Although slavishly following his own template, Cat comes across as half-baked compared to Bird, which had critics hailing Argento as the “Italian Hitchcock.” Both films involve a murder investigation conducted by an outsider, and while Bird’s climactic twist is cleverly conceived and executed, the final revelation of the killer’s identity in Cat is more of a shrug: the person in question must be the killer because… that’s who the screenwriters chose, possibly in a game of “Eenie-Meenie-Miny-Moe.” It seems that arbitrary. Why are other suspects innocent? Because they didn’t get picked to be guilty (plus, many of them are dead.)

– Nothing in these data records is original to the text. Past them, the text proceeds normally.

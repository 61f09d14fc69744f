//! Installer directive ordering and NSIS script rendering.

use kodegen_bundler_finalize::bundler::{
    Arch, Bundler, FinalizeOptions, PackageSettings, PackagingTarget, Platform, SettingsBuilder,
    StagedFileEntry, StagedTree,
    platform::windows::nsis::{self, InstallerDirective},
};
use std::path::{Path, PathBuf};

#[test]
fn uninstall_removes_each_directory_once_deepest_first() {
    let root = Path::new("/");
    let files = vec![
        PathBuf::from("/a/b/c.txt"),
        PathBuf::from("/a/b/d.txt"),
        PathBuf::from("/a/e.txt"),
    ];

    let directives = nsis::uninstall_directives(&files, root).unwrap();
    let removals: Vec<_> = directives
        .iter()
        .filter(|d| matches!(d, InstallerDirective::RemoveDir(_)))
        .cloned()
        .collect();

    assert_eq!(
        removals,
        vec![
            InstallerDirective::RemoveDir(PathBuf::from("a/b")),
            InstallerDirective::RemoveDir(PathBuf::from("a")),
        ]
    );
    let deletes = directives
        .iter()
        .filter(|d| matches!(d, InstallerDirective::DeleteFile(_)))
        .count();
    assert_eq!(deletes, 3);
}

#[test]
fn output_directory_changes_once_between_groups() {
    let root = Path::new("/");
    let files = vec![PathBuf::from("/x/2.txt"), PathBuf::from("/x/y/1.txt")];

    let directives = nsis::install_directives(&files, root).unwrap();

    assert_eq!(
        directives,
        vec![
            InstallerDirective::SetOutputDir(PathBuf::from("x/y")),
            InstallerDirective::InstallFile(PathBuf::from("/x/y/1.txt")),
            InstallerDirective::SetOutputDir(PathBuf::from("x")),
            InstallerDirective::InstallFile(PathBuf::from("/x/2.txt")),
        ]
    );
}

#[tokio::test]
async fn dry_run_renders_the_script_without_makensis() {
    let tmp = tempfile::tempdir().unwrap();
    let staged = tmp.path().join("staged");
    let out = tmp.path().join("out");
    for file in ["KodegenViewer.exe", "llplugin/dullahan_host.exe", "skins/default/colors.xml"] {
        let path = staged.join(file);
        std::fs::create_dir_all(path.parent().unwrap()).unwrap();
        std::fs::write(&path, b"x").unwrap();
    }
    let entries = ["KodegenViewer.exe", "llplugin/dullahan_host.exe", "skins/default/colors.xml"]
        .iter()
        .map(|file| StagedFileEntry::new(PathBuf::from("src").join(file), staged.join(file)))
        .collect();
    let tree = StagedTree::new(&staged, entries);

    let settings = SettingsBuilder::new()
        .package_settings(PackageSettings {
            product_name: "Kodegen Viewer".into(),
            version: "7.1.2.500".into(),
            ..Default::default()
        })
        .target(PackagingTarget::new(Platform::Windows, Arch::X86_64))
        .staged_root(&staged)
        .project_out_directory(&out)
        .build()
        .unwrap();

    let artifact = Bundler::new(settings, tree)
        .unwrap()
        .with_options(FinalizeOptions {
            scripts_only: true,
            ..Default::default()
        })
        .finalize()
        .await
        .unwrap();

    let script_path = &artifact.paths[0];
    assert_eq!(
        script_path,
        &out.join("Kodegen_Viewer_7_1_2_500_x86_64_setup.nsi")
    );
    let bytes = std::fs::read(script_path).unwrap();
    assert_eq!(&bytes[..3], b"\xEF\xBB\xBF");
    let script = String::from_utf8_lossy(&bytes[3..]).into_owned();

    assert!(script.contains("Kodegen_Viewer_7_1_2_500_x86_64_Setup.exe"));
    assert!(script.contains("SetRegView 64"));
    assert!(script.contains("SetOutPath \"$INSTDIR\\skins\\default\""));
    assert!(script.contains("Delete \"$INSTDIR\\KodegenViewer.exe\""));

    let deeper = script.find("RMDir \"$INSTDIR\\skins\\default\"").unwrap();
    let shallower = script.find("RMDir \"$INSTDIR\\skins\"").unwrap();
    assert!(deeper < shallower);
    assert!(!script.contains("{{"));
}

The Plot In Brief: Franco Arno (Karl Malden), a blind retiree, is raising his niece Lori (Cinzia De Carolis) in Turin, Italy. One night while taking a walk, the pair chance upon an unusual, suspicious occurrence outside the gates of an unusual, suspicious medical facility. The next day, Arno learns from journalist Carlo Giordani (James Franciscus) that the place was burglarized and the night watchmen killed. A series of bizarre murders follows, all of them linked to the mysterious Terzi Institute.
Giordani is assigned to write about the murders. Arno has more than a passing interest in the crimes as well. Their investigation pulls the men down some twisted paths to myriad suspects, leading to the kidnapping of Arno’s niece. Can the two men follow the clues and identify the killer? Will little Lori be returned safely?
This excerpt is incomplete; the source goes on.